Sundance Panel line-up

Sundance has posted the panel line-up on their website.  I am honored to be moderating the main opening-day panel, and participating in the main second-day panel.

CES highlights

Here are a few items and trends that stood out for me at this year’s CES

Face detection in camcorders; A number of vendors showed HD camcorders that can detect and track human faces in motion.  The information is used for adjusting the color to more accurately refect skin tone.  This is not face recognition technology, which could be used for security, image search, and other data gathering and processing purposes.

OLED displays: Organic light emitting diode displays.  They are still small, and are far more expensive than the competing LCD, Plasma, and DLP display panel / TV technologies.  But their image looks amazingly clear and bright.

Contrast ratios; there seemed to be a lot more panel displays with 35,000:1 and higher contrast ratio.  The contrast ratio is the range of image brightness that the panel is able to display.  The range from the blackest black it can show to the whitest white.  Panasonic even showed one that they claimed could simulate 1,000,000:1, although to my eyes it was really closer to 35,000:1.

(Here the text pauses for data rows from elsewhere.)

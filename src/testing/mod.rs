//! Testing utilities

pub mod mock_receiver;

pub use mock_receiver::{MockReceiver, MockReceiverConfig};

use crate::protocol::{Status, StatusMessage, Zone};

/// Build a status message the way a receiver would send it.
#[must_use]
pub fn status(zone: Zone, status: Status) -> StatusMessage {
    StatusMessage::new(zone, status)
}
//! Example: interactive receiver control
//!
//! Connects to `RECEIVER_HOST` if set, otherwise to the first receiver
//! discovered, then reads textual commands such as `zone2.volume=40`.

use onkyo_eiscp::{ReceiverConfig, StateChange, quick_connect};
use tokio::io::{self, AsyncBufReadExt, BufReader};

#[tokio::main]
async fn main() -> Result<(), Box<dyn std::error::Error>> {
    tracing_subscriber::fmt()
        .with_env_filter(tracing_subscriber::EnvFilter::from_default_env())
        .init();

    let mut config = ReceiverConfig::default();
    config.host = std::env::var("RECEIVER_HOST").ok();

    println!("Connecting...");
    let client = quick_connect(config).await?;
    println!("Connected to: {}", client.endpoint().display_name());

    let mut changes = client.subscribe();
    tokio::spawn(async move {
        while let Ok(change) = changes.recv().await {
            match change {
                StateChange::ZoneDiscovered { zone } => println!("< {zone} discovered"),
                StateChange::Updated { zone, status } => println!("< {zone}: {status:?}"),
                StateChange::Cleared { zone, property } => println!("< {zone}: {property} cleared"),
            }
        }
    });

    println!("\nCommands:");
    println!("  <zone>.<property>=<value>  - e.g. main.power=on, zone2.volume=40");
    println!("  state                      - Print tracked state");
    println!("  quit                       - Exit");

    let mut lines = BufReader::new(io::stdin()).lines();
    while let Some(line) = lines.next_line().await? {
        match line.trim() {
            "" => {}
            "quit" => break,
            "state" => {
                for (zone, state) in client.state().zones() {
                    println!("{zone}: {state:?}");
                }
            }
            command => {
                if let Err(e) = client.execute(command).await {
                    println!("Error: {e}");
                }
            }
        }
    }

    client.shutdown().await;
    Ok(())
}
use bytes::{BufMut, Bytes, BytesMut};
use thiserror::Error;

/// Errors while parsing an eISCP header
#[derive(Debug, Error, PartialEq, Eq)]
pub enum PacketError {
    #[error("buffer too small: need {needed}, have {have}")]
    BufferTooSmall { needed: usize, have: usize },

    #[error("invalid magic: {0:02x?}")]
    InvalidMagic([u8; 4]),

    #[error("unsupported header size: {0}")]
    InvalidHeaderSize(u32),

    #[error("payload too large: {size} bytes")]
    PayloadTooLarge { size: usize },
}

/// eISCP header (16 bytes)
///
/// ```text
/// 0      4          8          12   13       16
/// | ISCP | hdr size | data size | ver | reserved |
/// ```
///
/// Sizes are big-endian.
#[derive(Debug, Clone, Copy, PartialEq, Eq)]
pub struct EiscpHeader {
    /// Size of this header, always 16
    pub header_size: u32,
    /// Size of the ISCP payload that follows
    pub data_size: u32,
    /// Protocol version, 1 for every known device
    pub version: u8,
}

impl EiscpHeader {
    /// Header size on the wire
    pub const SIZE: usize = 16;
    /// Magic bytes at the start of every packet
    pub const MAGIC: [u8; 4] = *b"ISCP";
    /// Version sent in outbound packets
    pub const VERSION: u8 = 0x01;

    /// Header for a payload of `data_size` bytes
    #[must_use]
    pub fn new(data_size: u32) -> Self {
        Self {
            header_size: Self::SIZE as u32,
            data_size,
            version: Self::VERSION,
        }
    }

    /// Parse a header from the first 16 bytes of `buf`
    ///
    /// # Errors
    ///
    /// Returns `PacketError` on short input, bad magic or a header size other than 16.
    pub fn decode(buf: &[u8]) -> Result<Self, PacketError> {
        if buf.len() < Self::SIZE {
            return Err(PacketError::BufferTooSmall {
                needed: Self::SIZE,
                have: buf.len(),
            });
        }

        let magic = [buf[0], buf[1], buf[2], buf[3]];
        if magic != Self::MAGIC {
            return Err(PacketError::InvalidMagic(magic));
        }

        let header_size = u32::from_be_bytes([buf[4], buf[5], buf[6], buf[7]]);
        if header_size as usize != Self::SIZE {
            return Err(PacketError::InvalidHeaderSize(header_size));
        }

        Ok(Self {
            header_size,
            data_size: u32::from_be_bytes([buf[8], buf[9], buf[10], buf[11]]),
            version: buf[12],
        })
    }

    /// Append the header to `dst`
    pub fn encode_into(&self, dst: &mut BytesMut) {
        dst.put_slice(&Self::MAGIC);
        dst.put_u32(self.header_size);
        dst.put_u32(self.data_size);
        dst.put_u8(self.version);
        dst.put_bytes(0, 3);
    }
}

/// One eISCP packet: a header plus an opaque payload
///
/// Control traffic carries ISCP messages (`!1PWR01\r`); discovery carries raw
/// queries such as `!xECNQSTN`.
#[derive(Debug, Clone, PartialEq, Eq)]
pub struct EiscpPacket {
    payload: Bytes,
}

impl EiscpPacket {
    /// Unit type character for a receiver
    pub const RECEIVER_UNIT: &'static str = "!1";

    /// Wrap an ISCP command body (`PWR01`) for transmission to a receiver
    #[must_use]
    pub fn iscp(body: &str) -> Self {
        let mut payload = BytesMut::with_capacity(body.len() + 3);
        payload.put_slice(Self::RECEIVER_UNIT.as_bytes());
        payload.put_slice(body.as_bytes());
        payload.put_u8(b'\r');
        Self {
            payload: payload.freeze(),
        }
    }

    /// Wrap an arbitrary payload without ISCP framing
    #[must_use]
    pub fn raw(payload: impl Into<Bytes>) -> Self {
        Self {
            payload: payload.into(),
        }
    }

    /// The payload bytes
    #[must_use]
    pub fn payload(&self) -> &Bytes {
        &self.payload
    }

    /// Total size on the wire
    #[must_use]
    pub fn wire_len(&self) -> usize {
        EiscpHeader::SIZE + self.payload.len()
    }

    /// Serialize header and payload into `dst`
    ///
    /// # Errors
    ///
    /// Returns `PacketError::PayloadTooLarge` if the payload does not fit a u32.
    pub fn encode_into(&self, dst: &mut BytesMut) -> Result<(), PacketError> {
        let size = u32::try_from(self.payload.len()).map_err(|_| PacketError::PayloadTooLarge {
            size: self.payload.len(),
        })?;
        dst.reserve(self.wire_len());
        EiscpHeader::new(size).encode_into(dst);
        dst.put_slice(&self.payload);
        Ok(())
    }

    /// Serialize to a fresh buffer
    ///
    /// # Errors
    ///
    /// Returns `PacketError::PayloadTooLarge` if the payload does not fit a u32.
    pub fn encode(&self) -> Result<Bytes, PacketError> {
        let mut buf = BytesMut::with_capacity(self.wire_len());
        self.encode_into(&mut buf)?;
        Ok(buf.freeze())
    }

    /// Parse one complete packet (used for UDP datagrams)
    ///
    /// # Errors
    ///
    /// Returns `PacketError` if the header is invalid or the datagram is truncated.
    pub fn decode(buf: &[u8]) -> Result<Self, PacketError> {
        let header = EiscpHeader::decode(buf)?;
        let end = EiscpHeader::SIZE + header.data_size as usize;
        if buf.len() < end {
            return Err(PacketError::BufferTooSmall {
                needed: end,
                have: buf.len(),
            });
        }
        Ok(Self {
            payload: Bytes::copy_from_slice(&buf[EiscpHeader::SIZE..end]),
        })
    }
}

Wireless HD networks; there was a big push toward moving large amounts of content wirelessly within the home.  Unfortunately, there were multiple technologies on display and little convergence on interoperability.  I believe the Sony booth alone displayed three different technologies addressing three different specific applications.  This is an area where cooperation and convergence will be good for the industry and the consumer.

Price gouging continues; This year it cost $30 to park in the normally free parking structure at the Hilton.  Room rates were up to five times their normal rate.  It was big news on local TV in Las Vegas that CES is now threatening to move the show elsewhere if prices are not brought under control (New York, Orlando, and Chicago were mentioned).

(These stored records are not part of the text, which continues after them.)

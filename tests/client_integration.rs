use std::sync::Arc;
use std::time::Duration;

use onkyo_eiscp::testing::mock_receiver::{MockReceiver, MockReceiverConfig};
use onkyo_eiscp::{
    ConnectionState, HdmiOutput, InputSource, PowerState, Property, ReceiverClient,
    ReceiverConfig, SourceMapping, StateChange, Status, StatusMessage, Zone,
};
use tokio::time::timeout;

fn init_tracing() {
    let _ = tracing_subscriber::fmt()
        .with_max_level(tracing::Level::DEBUG)
        .with_test_writer()
        .try_init();
}

fn config_for(receiver: &MockReceiver) -> ReceiverConfig {
    let addr = receiver.address().expect("receiver not started");
    ReceiverConfig::builder()
        .host(addr.ip().to_string())
        .port(addr.port())
        .name("Living Room")
        .sources(
            SourceMapping::empty()
                .with("pc", "HTPC")
                .with("fm", "Radio")
                .with("bd", "Bluray"),
        )
        .max_volume(50)
        .backoff(Duration::from_millis(20), 2.0, Duration::from_millis(200))
        .av_info_delay(Duration::from_millis(50))
        .build()
        .expect("valid config")
}

async fn next_matching(
    rx: &mut tokio::sync::broadcast::Receiver<StateChange>,
    wanted: impl Fn(&StateChange) -> bool,
) -> StateChange {
    timeout(Duration::from_secs(3), async {
        loop {
            let change = rx.recv().await.expect("tracker closed");
            if wanted(&change) {
                return change;
            }
        }
    })
    .await
    .expect("change not seen")
}

#[tokio::test]
async fn test_client_integration_flow() {
    init_tracing();

    let mut receiver = MockReceiver::default_receiver();
    receiver.start().await.expect("Failed to start mock receiver");

    let client = ReceiverClient::new(config_for(&receiver)).unwrap();
    let mut changes = client.subscribe();
    assert_eq!(client.endpoint().display_name(), "Living Room");

    timeout(Duration::from_secs(5), client.connect())
        .await
        .expect("Connection timed out")
        .expect("Connection failed");
    assert_eq!(client.connection_state().await, ConnectionState::Connected);

    // zone 2 answers the probe
    next_matching(&mut changes, |c| {
        *c == StateChange::ZoneDiscovered { zone: Zone::Zone2 }
    })
    .await;

    let main = client.main();
    main.turn_on().await.unwrap();
    next_matching(&mut changes, |c| {
        *c == StateChange::Updated {
            zone: Zone::Main,
            status: Status::Power(PowerState::On),
        }
    })
    .await;

    // max_volume 50 of 80 steps: full scale is step 40
    main.set_volume_level(0.5).await.unwrap();
    assert!(receiver.wait_for_command("MVL14", Duration::from_secs(2)).await);
    next_matching(&mut changes, |c| {
        matches!(c, StateChange::Updated { status: Status::Volume(20), .. })
    })
    .await;
    assert!((main.volume_level().unwrap() - 0.5).abs() < f64::EPSILON);

    main.select_source("HTPC").await.unwrap();
    assert!(receiver.wait_for_command("SLI05", Duration::from_secs(2)).await);
    next_matching(&mut changes, |c| {
        *c == StateChange::Updated {
            zone: Zone::Main,
            status: Status::Input(InputSource::from_code(0x05)),
        }
    })
    .await;
    assert_eq!(main.source().as_deref(), Some("HTPC"));

    main.select_hdmi_output(HdmiOutput::Sub).await.unwrap();
    assert!(receiver.wait_for_command("HDO02", Duration::from_secs(2)).await);

    let zone2 = client.zone(Zone::Zone2);
    zone2.select_source("Radio").await.unwrap();
    next_matching(&mut changes, |c| {
        *c == StateChange::Updated {
            zone: Zone::Zone2,
            status: Status::Input(InputSource::FM),
        }
    })
    .await;
    zone2.play_preset(7).await.unwrap();
    assert!(receiver.wait_for_command("PRZ07", Duration::from_secs(2)).await);

    client.shutdown().await;
    assert_eq!(client.connection_state().await, ConnectionState::Closed);
}

#[tokio::test]
async fn test_standby_report_clears_session_attributes() {
    let mut receiver = MockReceiver::new(MockReceiverConfig {
        zones: vec![Zone::Main],
        ..MockReceiverConfig::default()
    });
    receiver.start().await.unwrap();
    let client = ReceiverClient::new(config_for(&receiver)).unwrap();
    let mut changes = client.subscribe();
    client.connect().await.unwrap();

    next_matching(&mut changes, |c| c.property() == Some(Property::HdmiOutput)).await;

    receiver
        .push(StatusMessage::new(Zone::Main, Status::Power(PowerState::On)))
        .await;
    receiver
        .push(StatusMessage::new(Zone::Main, Status::Power(PowerState::Standby)))
        .await;

    next_matching(&mut changes, |c| {
        *c == StateChange::Cleared {
            zone: Zone::Main,
            property: Property::HdmiOutput,
        }
    })
    .await;
    assert!(client.state().main().hdmi_output.is_none());
    assert!(client.state().main().audio_information.is_none());
}

#[tokio::test]
async fn test_concurrent_senders_are_serialized() {
    let mut receiver = MockReceiver::new(MockReceiverConfig {
        respond: false,
        ..MockReceiverConfig::default()
    });
    receiver.start().await.unwrap();
    let client = Arc::new(ReceiverClient::new(config_for(&receiver)).unwrap());
    client.connect().await.unwrap();
    // let the connect-time queries through first
    assert!(receiver.wait_for_command("PW4QSTN", Duration::from_secs(2)).await);
    assert!(receiver.wait_for_command("IFVQSTN", Duration::from_secs(2)).await);
    receiver.clear_received().await;

    let mut handles = Vec::new();
    for step in 0u8..20 {
        let client = Arc::clone(&client);
        handles.push(tokio::spawn(async move {
            client.execute(&format!("main.volume={step}")).await.unwrap();
        }));
    }
    for handle in handles {
        handle.await.unwrap();
    }

    let deadline = tokio::time::Instant::now() + Duration::from_secs(2);
    while receiver.received_commands().await.len() < 20 {
        assert!(tokio::time::Instant::now() < deadline, "commands missing");
        tokio::time::sleep(Duration::from_millis(10)).await;
    }

    // every command arrives intact, none interleaved
    let mut received = receiver.received_commands().await;
    received.sort();
    let mut expected: Vec<String> = (0u8..20).map(|v| format!("MVL{v:02X}")).collect();
    expected.sort();
    assert_eq!(received, expected);
}

#[tokio::test]
async fn test_unknown_source_is_rejected_locally() {
    let mut receiver = MockReceiver::new(MockReceiverConfig {
        zones: vec![Zone::Main],
        ..MockReceiverConfig::default()
    });
    receiver.start().await.unwrap();
    let client = ReceiverClient::new(config_for(&receiver)).unwrap();
    client.connect().await.unwrap();
    assert!(receiver.wait_for_command("IFVQSTN", Duration::from_secs(2)).await);

    assert!(client.main().select_source("Betamax").await.is_err());
    // aliases work without a mapping entry
    client.main().select_source("cd").await.unwrap();
    assert!(receiver.wait_for_command("SLI23", Duration::from_secs(2)).await);
    assert_eq!(
        receiver.status(Zone::Main, Property::Input).await,
        Status::Input(InputSource::from_code(0x23))
    );
}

My favorite gadget was the FairyFly by WowWee .  It is a robotic Fairy for children that flies in an upright position by flapping wings on its back.  WowWee has a full line of flying robots and other strange toys .

The Significance of Major Media’s Presence at CES

One significant development at this year’s Consumer Electronics Show (CES) was the show floor booth presence of two major media companies; NBC/Universal and Sony Pictures Entertainment (SPE). 

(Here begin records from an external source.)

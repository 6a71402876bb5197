use std::path::Path;
use std::time::Duration;

use serde::{Deserialize, Serialize};

use super::endpoint::ReceiverEndpoint;
use super::source::SourceMapping;
use crate::error::{OnkyoError, Result};
use crate::protocol::DEFAULT_PORT;

/// Durations as (fractional) seconds in configuration files
mod seconds {
    use std::time::Duration;

    use serde::{Deserialize, Deserializer, Serializer, de};

    pub fn serialize<S: Serializer>(value: &Duration, serializer: S) -> Result<S::Ok, S::Error> {
        serializer.serialize_f64(value.as_secs_f64())
    }

    pub fn deserialize<'de, D: Deserializer<'de>>(deserializer: D) -> Result<Duration, D::Error> {
        let secs = f64::deserialize(deserializer)?;
        Duration::try_from_secs_f64(secs).map_err(de::Error::custom)
    }
}

/// Connection and reconnection behavior
#[derive(Debug, Clone, PartialEq, Serialize, Deserialize)]
#[serde(default)]
pub struct ConnectionConfig {
    /// Timeout for one TCP connection attempt (default: 5 seconds)
    #[serde(with = "seconds")]
    pub connect_timeout: Duration,

    /// First delay after a failed attempt (default: 1 second)
    #[serde(with = "seconds")]
    pub initial_backoff: Duration,

    /// Factor applied to the delay after each failure (default: 2.0)
    pub backoff_multiplier: f64,

    /// Upper bound for the delay (default: 60 seconds)
    #[serde(with = "seconds")]
    pub max_backoff: Duration,

    /// Buffered connection events per subscriber (default: 100)
    pub event_capacity: usize,
}

impl Default for ConnectionConfig {
    fn default() -> Self {
        Self {
            connect_timeout: Duration::from_secs(5),
            initial_backoff: Duration::from_secs(1),
            backoff_multiplier: 2.0,
            max_backoff: Duration::from_secs(60),
            event_capacity: 100,
        }
    }
}

impl ConnectionConfig {
    /// Check the backoff settings are usable
    ///
    /// # Errors
    ///
    /// Returns `Config` describing the first bad value.
    pub fn validate(&self) -> Result<()> {
        if self.connect_timeout.is_zero() {
            return Err(config_error("connect_timeout must be positive"));
        }
        if self.initial_backoff.is_zero() {
            return Err(config_error("initial_backoff must be positive"));
        }
        if !self.backoff_multiplier.is_finite() || self.backoff_multiplier < 1.0 {
            return Err(config_error("backoff_multiplier must be at least 1.0"));
        }
        if self.max_backoff < self.initial_backoff {
            return Err(config_error("max_backoff must not be below initial_backoff"));
        }
        Ok(())
    }
}

/// Configuration for one receiver
///
/// Mirrors the platform configuration (`host`, `name`, `sources`) plus the
/// volume scaling options. Loadable from JSON:
///
/// ```json
/// {
///   "host": "192.168.1.20",
///   "name": "Living Room",
///   "max_volume": 80,
///   "sources": { "pc": "HTPC", "fm": "Radio" }
/// }
/// ```
#[derive(Debug, Clone, PartialEq, Serialize, Deserialize)]
#[serde(default)]
pub struct ReceiverConfig {
    /// Receiver address; `None` means find it through discovery
    pub host: Option<String>,

    /// Control port (default: 60128)
    pub port: u16,

    /// Friendly name
    pub name: Option<String>,

    /// Input aliases shown under friendly names
    pub sources: SourceMapping,

    /// Percentage of the receiver's range reachable at full scale, 1-100 (default: 100)
    pub max_volume: u8,

    /// Raw volume steps the receiver maps to full scale (default: 80)
    pub receiver_max_volume: u8,

    /// Connection settings
    pub connection: ConnectionConfig,

    /// Wait before refreshing audio/video information after a change (default: 8 seconds)
    #[serde(with = "seconds")]
    pub av_info_delay: Duration,

    /// How long discovery listens for replies (default: 5 seconds)
    #[serde(with = "seconds")]
    pub discovery_timeout: Duration,
}

impl Default for ReceiverConfig {
    fn default() -> Self {
        Self {
            host: None,
            port: DEFAULT_PORT,
            name: None,
            sources: SourceMapping::default(),
            max_volume: 100,
            receiver_max_volume: 80,
            connection: ConnectionConfig::default(),
            av_info_delay: Duration::from_secs(8),
            discovery_timeout: Duration::from_secs(5),
        }
    }
}

impl ReceiverConfig {
    /// Create a new config builder
    #[must_use]
    pub fn builder() -> ReceiverConfigBuilder {
        ReceiverConfigBuilder::default()
    }

    /// Parse and validate a JSON document
    ///
    /// # Errors
    ///
    /// Returns `Config` if the JSON is invalid or a value is out of range.
    pub fn from_json(json: &str) -> Result<Self> {
        let config: Self = serde_json::from_str(json).map_err(|e| OnkyoError::Config {
            message: format!("invalid configuration: {e}"),
        })?;
        config.validate()?;
        Ok(config)
    }

    /// Load and validate a JSON file
    ///
    /// # Errors
    ///
    /// Returns `Config` if the file cannot be read or parsed.
    pub async fn load(path: impl AsRef<Path>) -> Result<Self> {
        let path = path.as_ref();
        let json = tokio::fs::read_to_string(path)
            .await
            .map_err(|e| OnkyoError::Config {
                message: format!("cannot read {}: {e}", path.display()),
            })?;
        Self::from_json(&json)
    }

    /// Serialize as pretty JSON
    ///
    /// # Errors
    ///
    /// Returns `Config` if serialization fails.
    pub fn to_json(&self) -> Result<String> {
        serde_json::to_string_pretty(self).map_err(|e| OnkyoError::Config {
            message: e.to_string(),
        })
    }

    /// Check value ranges and source aliases
    ///
    /// # Errors
    ///
    /// Returns `Config` describing the first bad value.
    pub fn validate(&self) -> Result<()> {
        if !(1..=100).contains(&self.max_volume) {
            return Err(config_error(format!(
                "max_volume {} out of range 1..=100",
                self.max_volume
            )));
        }
        if !(1..=200).contains(&self.receiver_max_volume) {
            return Err(config_error(format!(
                "receiver_max_volume {} out of range 1..=200",
                self.receiver_max_volume
            )));
        }
        if self.host.as_deref().is_some_and(|h| h.trim().is_empty()) {
            return Err(config_error("host must not be empty"));
        }
        self.sources.validate()?;
        self.connection.validate()
    }

    /// Endpoint for the configured host
    ///
    /// # Errors
    ///
    /// Returns `Config` if no host is set.
    pub fn endpoint(&self) -> Result<ReceiverEndpoint> {
        let host = self
            .host
            .as_deref()
            .ok_or_else(|| config_error("no host configured"))?;
        let endpoint = ReceiverEndpoint::new(host).with_port(self.port);
        Ok(match &self.name {
            Some(name) => endpoint.with_name(name.clone()),
            None => endpoint,
        })
    }
}

fn config_error(message: impl Into<String>) -> OnkyoError {
    OnkyoError::Config {
        message: message.into(),
    }
}

/// Builder for `ReceiverConfig`
#[derive(Debug, Clone, Default)]
pub struct ReceiverConfigBuilder {
    config: ReceiverConfig,
}

impl ReceiverConfigBuilder {
    /// Set receiver host
    #[must_use]
    pub fn host(mut self, host: impl Into<String>) -> Self {
        self.config.host = Some(host.into());
        self
    }

    /// Set control port
    #[must_use]
    pub fn port(mut self, port: u16) -> Self {
        self.config.port = port;
        self
    }

    /// Set friendly name
    #[must_use]
    pub fn name(mut self, name: impl Into<String>) -> Self {
        self.config.name = Some(name.into());
        self
    }

    /// Replace the source mapping
    #[must_use]
    pub fn sources(mut self, sources: SourceMapping) -> Self {
        self.config.sources = sources;
        self
    }

    /// Set the full-scale percentage
    #[must_use]
    pub fn max_volume(mut self, max_volume: u8) -> Self {
        self.config.max_volume = max_volume;
        self
    }

    /// Set the receiver's raw full-scale step
    #[must_use]
    pub fn receiver_max_volume(mut self, steps: u8) -> Self {
        self.config.receiver_max_volume = steps;
        self
    }

    /// Set connection timeout
    #[must_use]
    pub fn connect_timeout(mut self, timeout: Duration) -> Self {
        self.config.connection.connect_timeout = timeout;
        self
    }

    /// Set the reconnect backoff schedule
    #[must_use]
    pub fn backoff(mut self, initial: Duration, multiplier: f64, max: Duration) -> Self {
        self.config.connection.initial_backoff = initial;
        self.config.connection.backoff_multiplier = multiplier;
        self.config.connection.max_backoff = max;
        self
    }

    /// Set the audio/video information refresh delay
    #[must_use]
    pub fn av_info_delay(mut self, delay: Duration) -> Self {
        self.config.av_info_delay = delay;
        self
    }

    /// Set discovery timeout
    #[must_use]
    pub fn discovery_timeout(mut self, timeout: Duration) -> Self {
        self.config.discovery_timeout = timeout;
        self
    }

    /// Validate and build the configuration
    ///
    /// # Errors
    ///
    /// Returns `Config` if a value is out of range.
    pub fn build(self) -> Result<ReceiverConfig> {
        self.config.validate()?;
        Ok(self.config)
    }
}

NBC/Universal had their own booth dedicated to their network programs.  Booth staff gave away 2GB thumbdrives from SanDisk (an NBC/U strategic alliance partner) that could be filled with protected content selected and downloaded from many kiosks scattered throughout the booth. 

SPE had a large montage kiosk within the Sony Electronics booth illustrating the many devices that could receive Sony television programming; ex. phones, PSPs, computers, and TVs.  It also showed a bit of the interactivity associated with that content.

Why is this significant?  Many years ago there was a statement by a Studio head – I think it was Sumner Redstone but I cannot locate the reference – along the lines of ‘consumers don’t buy distribution channels.  They buy content.’ 

But as distribution methods proliferate in incompatible and competing products and services, studios are now seeing value in at least two things; 1) picking a limited number of distribution platforms for which they develop (including open platforms), so resources are appropriately balanced between creating new, rich entertainment experiences and accommodating platform differences, and 2) using the demand for their content to drive consumers to the distribution methods that best serve the studio’s creative and business needs.  Both of these came into play in the recent movement toward BluRay over HD DVD.

On the CE side, there is an emerging understanding that accommodating the needs of Hollywood could lead to more efficient, directed innovation that will accommodate a more creative and engaging consumer experience.  Or to put it another way, Hollywood has areas of expertise that complement those of the creative people in the CE industry.  It is in both party’s benefit to work together cooperatively. 

There is growing recognition that these two creative communities are better off working cooperatively together, whether it be in business partnerships or within divisions of the same company.

The Study of Innovation

Lately I have been researching the theory of innovation; how to recognize innovation and how stimulate it.  It has suddenly become a very hot topic in academic circles.  This is a good time to be looking into it – before it joins “paradigm shift”, “re-engineering”, “best of breed”, “disruptive”, and other terms that have become so overused as to be distanced from their original meaning.

The best definition I have found for innovation is ‘creativity that people want.’   

Someone who comes up with a new idea is considered to be creative.   But if the idea is left on a shelf (figuratively or literally), then it is throw-away cleverness.  

When someone takes the idea and implements it in a way that has impact for an audience beyond the creator’s immediate circle of friends and family, then it becomes an innovation.  Innovation is, at its essence, the adoption of creative ideas.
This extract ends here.